Testimony from several organizations including Pennsylvania Fight for Drivers Licenses, Juntos, Philadelphia Praise Center, New Sanctuary Movement, and immigration and personal injury law firms voiced support for Cohen’s proposal.
Among those offering testimony was Esvin Maldonado, a Guatemalan who lives in Chambersburg (Pa.), explained that approximately 13,000 Latinos live in the area. “The majority do not have a social security number and most of them are agricultural workers who cannot get a drivers license,” he said.
Maldonado shared the story of Victor, a young man who strove to finish high school and to learn English so that he could get a good job, or possibly join the Air Force. “But these dreams were destroyed in August of 2008 when he was on his way to work and he stopped to check a fault on his car. A police officer stopped to see what was going on and asked him for his driver’s license, which he did not have.”
Because he didn’t have a driver’s license he was detained and one month later was deported. “Victor is my son. He lives in Guatemala now and we miss him very much,” Maldonado said.
For Celia Mota, leader at New Sanctuary Movement, driving a car is not a luxury but a crucial need. “About seven years ago my husband, who is a U.S. citizen, had an accident that left him with his back injured. At that moment I was forced to drive without a license,” Mota said.
Before the accident she was afraid to drive because of the risk of being arrested, deported and separated from her children and husband. “I knew how to drive when my husband had his accident, but there was no way for me to learn the traffic rules in Pennsylvania. I had to learn them myself,” Mota said. “I have to manage to take the kids to school, go to medical appointments with my children and my husband. I need to drive to be able to move quickly since I also work full time from my home.”
Estimates show some 200,000 undocumented residents live in Pennsylvania. Before 2002, residents in Pennsylvania were able to get a driver's license using their tax ID number, but when the law changed, the state cancelled the drivers’ licenses of thousands who had gotten their licenses legally at the time.
Cohen said in the current legislative session he intends to introduce legislation similar to his H.B. 1648, which was disregarded by the Transportation Committee.
“Right now, a driver’s license can help people gain access to food, healthcare, transportation, education and more,” Cohen said. “These are our neighbors who came to America looking for better opportunities than those found in the homes they left.

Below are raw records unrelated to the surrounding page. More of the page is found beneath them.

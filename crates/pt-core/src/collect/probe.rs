//! The platform probe capability: the abstract "list processes" boundary.
//!
//! Concrete OS-specific process enumeration is out of scope for this crate
//! (see the crate-level design notes); callers supply an implementation of
//! [`PlatformProbe`]. [`MockProbe`] backs the scanner's own tests.

use super::snapshot::ProcessSnapshot;
use pt_common::Result;
use std::time::Duration;

/// Abstract capability to enumerate processes on a host.
///
/// Implementations must honor `deadline`: a call that cannot complete
/// within it should return [`pt_common::Error::ProbeTimeout`] rather than
/// blocking past it, since the scanner's adaptive rate control assumes
/// probe calls are bounded by at most half the scan interval.
pub trait PlatformProbe: Send + Sync {
    /// Enumerate all currently running processes.
    fn list_processes(&self, deadline: Duration) -> Result<Vec<ProcessSnapshot>>;

    /// This process's own CPU/memory usage, used by the scanner's adaptive
    /// rate control and the sampler's circuit breaker.
    fn self_usage(&self) -> Result<(f64, u64)>;
}

/// A scripted [`PlatformProbe`] for tests: returns a fixed sequence of
/// process lists, one per call, repeating the last entry once exhausted.
pub struct MockProbe {
    batches: std::sync::Mutex<Vec<Vec<ProcessSnapshot>>>,
    cursor: std::sync::atomic::AtomicUsize,
    self_usage: (f64, u64),
}

impl MockProbe {
    pub fn new(batches: Vec<Vec<ProcessSnapshot>>) -> Self {
        Self {
            batches: std::sync::Mutex::new(batches),
            cursor: std::sync::atomic::AtomicUsize::new(0),
            self_usage: (0.01, 1024 * 1024),
        }
    }

    pub fn with_self_usage(mut self, cpu_pct: f64, rss_bytes: u64) -> Self {
        self.self_usage = (cpu_pct, rss_bytes);
        self
    }
}

impl PlatformProbe for MockProbe {
    fn list_processes(&self, _deadline: Duration) -> Result<Vec<ProcessSnapshot>> {
        let batches = self.batches.lock().unwrap();
        if batches.is_empty() {
            return Ok(Vec::new());
        }
        let i = self
            .cursor
            .fetch_add(1, std::sync::atomic::Ordering::SeqCst)
            .min(batches.len() - 1);
        Ok(batches[i].clone())
    }

    fn self_usage(&self) -> Result<(f64, u64)> {
        Ok(self.self_usage)
    }
}

#[cfg(test)]
mod tests {
    use super::*;
    use pt_common::{ProcessId, StartId};
    use std::collections::HashMap;

    fn snap(pid: u32) -> ProcessSnapshot {
        ProcessSnapshot {
            pid: ProcessId(pid),
            parent_pid: None,
            start_id: StartId::from_linux("boot1", 1),
            name: "p".into(),
            command_line: "p".into(),
            user: "root".into(),
            state: super::super::snapshot::ProcessState::Running,
            cpu_percent: 1.0,
            rss_bytes: 1,
            attributes: HashMap::new(),
        }
    }

    #[test]
    fn mock_probe_cycles_through_batches() {
        let probe = MockProbe::new(vec![vec![snap(1)], vec![snap(1), snap(2)]]);
        let first = probe.list_processes(Duration::from_secs(1)).unwrap();
        assert_eq!(first.len(), 1);
        let second = probe.list_processes(Duration::from_secs(1)).unwrap();
        assert_eq!(second.len(), 2);
        // Exhausted: repeats the last batch.
        let third = probe.list_processes(Duration::from_secs(1)).unwrap();
        assert_eq!(third.len(), 2);
    }

    #[test]
    fn empty_batches_yields_empty_list() {
        let probe = MockProbe::new(vec![]);
        assert!(probe.list_processes(Duration::from_secs(1)).unwrap().is_empty());
    }
}
//! Configuration resolution: defaults → environment variables → explicit overrides.
//!
//! Loading a configuration *file* from disk is out of scope for this
//! crate — the embedding host is responsible for discovering and parsing
//! its own config file format and handing the result in as `overrides`.

use crate::config::TelemetryConfig;
use std::env;
use std::str::FromStr;

fn env_override<T: FromStr>(key: &str, current: T) -> T {
    match env::var(key) {
        Ok(raw) => raw.parse().unwrap_or(current),
        Err(_) => current,
    }
}

/// Resolve a [`TelemetryConfig`] from compiled-in defaults, overlaid with
/// environment variables, overlaid with an optional explicit override
/// struct supplied by the embedding host.
///
/// Precedence (lowest to highest): defaults → environment → `overrides`.
pub fn resolve_config(overrides: Option<TelemetryConfig>) -> TelemetryConfig {
    let mut cfg = TelemetryConfig::default();

    cfg.scanner.sample_interval_secs = env_override(
        "PT_SAMPLE_INTERVAL_SECS",
        cfg.scanner.sample_interval_secs,
    );
    cfg.scanner.min_interval_secs =
        env_override("PT_MIN_INTERVAL_SECS", cfg.scanner.min_interval_secs);
    cfg.scanner.max_interval_secs =
        env_override("PT_MAX_INTERVAL_SECS", cfg.scanner.max_interval_secs);
    cfg.scanner.rate_adjust_factor =
        env_override("PT_RATE_ADJUST_FACTOR", cfg.scanner.rate_adjust_factor);
    cfg.scanner.target_cpu_fraction =
        env_override("PT_SCANNER_TARGET_CPU", cfg.scanner.target_cpu_fraction);
    cfg.scanner.max_consecutive_probe_failures = env_override(
        "PT_MAX_PROBE_FAILURES",
        cfg.scanner.max_consecutive_probe_failures,
    );
    if let Ok(pattern) = env::var("PT_INCLUDE_PATTERN") {
        cfg.scanner.include_pattern = Some(pattern);
    }
    if let Ok(pattern) = env::var("PT_EXCLUDE_PATTERN") {
        cfg.scanner.exclude_pattern = Some(pattern);
    }

    if let Ok(sampler_type) = env::var("PT_SAMPLER_TYPE") {
        cfg.sampler.sampler_type = sampler_type;
    }
    cfg.sampler.max_processes = env_override("PT_MAX_PROCESSES", cfg.sampler.max_processes);
    cfg.sampler.cpu_weight = env_override("PT_CPU_WEIGHT", cfg.sampler.cpu_weight);
    cfg.sampler.rss_weight = env_override("PT_RSS_WEIGHT", cfg.sampler.rss_weight);
    cfg.sampler.min_score = env_override("PT_MIN_SCORE", cfg.sampler.min_score);
    cfg.sampler.stability_factor =
        env_override("PT_STABILITY_FACTOR", cfg.sampler.stability_factor);
    cfg.sampler.churn_handling_enabled = env_override(
        "PT_CHURN_HANDLING_ENABLED",
        cfg.sampler.churn_handling_enabled,
    );
    cfg.sampler.churn_threshold =
        env_override("PT_CHURN_THRESHOLD", cfg.sampler.churn_threshold);
    cfg.sampler.max_sampler_cpu_pct =
        env_override("PT_MAX_SAMPLER_CPU_PCT", cfg.sampler.max_sampler_cpu_pct);
    cfg.sampler.grace_window_secs =
        env_override("PT_GRACE_WINDOW_SECS", cfg.sampler.grace_window_secs);

    cfg.sketch.gamma = env_override("PT_SKETCH_GAMMA", cfg.sketch.gamma);
    cfg.sketch.collapse_limit =
        env_override("PT_SKETCH_COLLAPSE_LIMIT", cfg.sketch.collapse_limit);
    cfg.sketch.density_factor =
        env_override("PT_SKETCH_DENSITY_FACTOR", cfg.sketch.density_factor);

    if let Some(ov) = overrides {
        merge_overrides(&mut cfg, ov);
    }

    cfg
}

/// Merge `ov` into `cfg` field-by-field: a field only wins if it differs
/// from the compiled-in default, so fields the caller didn't explicitly set
/// (and therefore left at their `Default` value while building `ov`, the
/// `..ScannerConfig::default()` pattern) don't clobber an env-resolved
/// value. This only distinguishes "explicitly set" from "left default" when
/// the caller's intended override actually differs from the default; an
/// override that deliberately sets a field back to its default value is
/// indistinguishable from not having set it at all.
fn merge_overrides(cfg: &mut TelemetryConfig, ov: TelemetryConfig) {
    let default = TelemetryConfig::default();

    macro_rules! merge_field {
        ($section:ident, $field:ident) => {
            if ov.$section.$field != default.$section.$field {
                cfg.$section.$field = ov.$section.$field.clone();
            }
        };
    }

    merge_field!(scanner, sample_interval_secs);
    merge_field!(scanner, min_interval_secs);
    merge_field!(scanner, max_interval_secs);
    merge_field!(scanner, rate_adjust_factor);
    merge_field!(scanner, target_cpu_fraction);
    merge_field!(scanner, max_consecutive_probe_failures);
    merge_field!(scanner, include_pattern);
    merge_field!(scanner, exclude_pattern);

    merge_field!(sampler, sampler_type);
    merge_field!(sampler, max_processes);
    merge_field!(sampler, cpu_weight);
    merge_field!(sampler, rss_weight);
    merge_field!(sampler, min_score);
    merge_field!(sampler, stability_factor);
    merge_field!(sampler, churn_handling_enabled);
    merge_field!(sampler, churn_threshold);
    merge_field!(sampler, max_sampler_cpu_pct);
    merge_field!(sampler, grace_window_secs);

    merge_field!(sketch, gamma);
    merge_field!(sketch, collapse_limit);
    merge_field!(sketch, density_factor);
}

It is time to include these immigrants in our society instead of isolating them.”
The bill would allow undocumented individuals who do not have a Social Security number to submit a federal tax identification number, or a combination of documents, including a valid foreign passport, consular identification, or a certificate of birth, marriage, adoption or divorce, to establish identity when applying for a driver’s license.
Acosta said she is eager to co-sponsor Cohen’s measure. “Many of these residents have lived in the state for decades,” Acosta said. “They have contributed to our economy for years by taking on various jobs, including in the hospitality, agricultural, and cleaning industries. It only makes sense that these workers would be granted access to a driver’s license, which would help them do their jobs even more effectively and improve their quality of life overall.”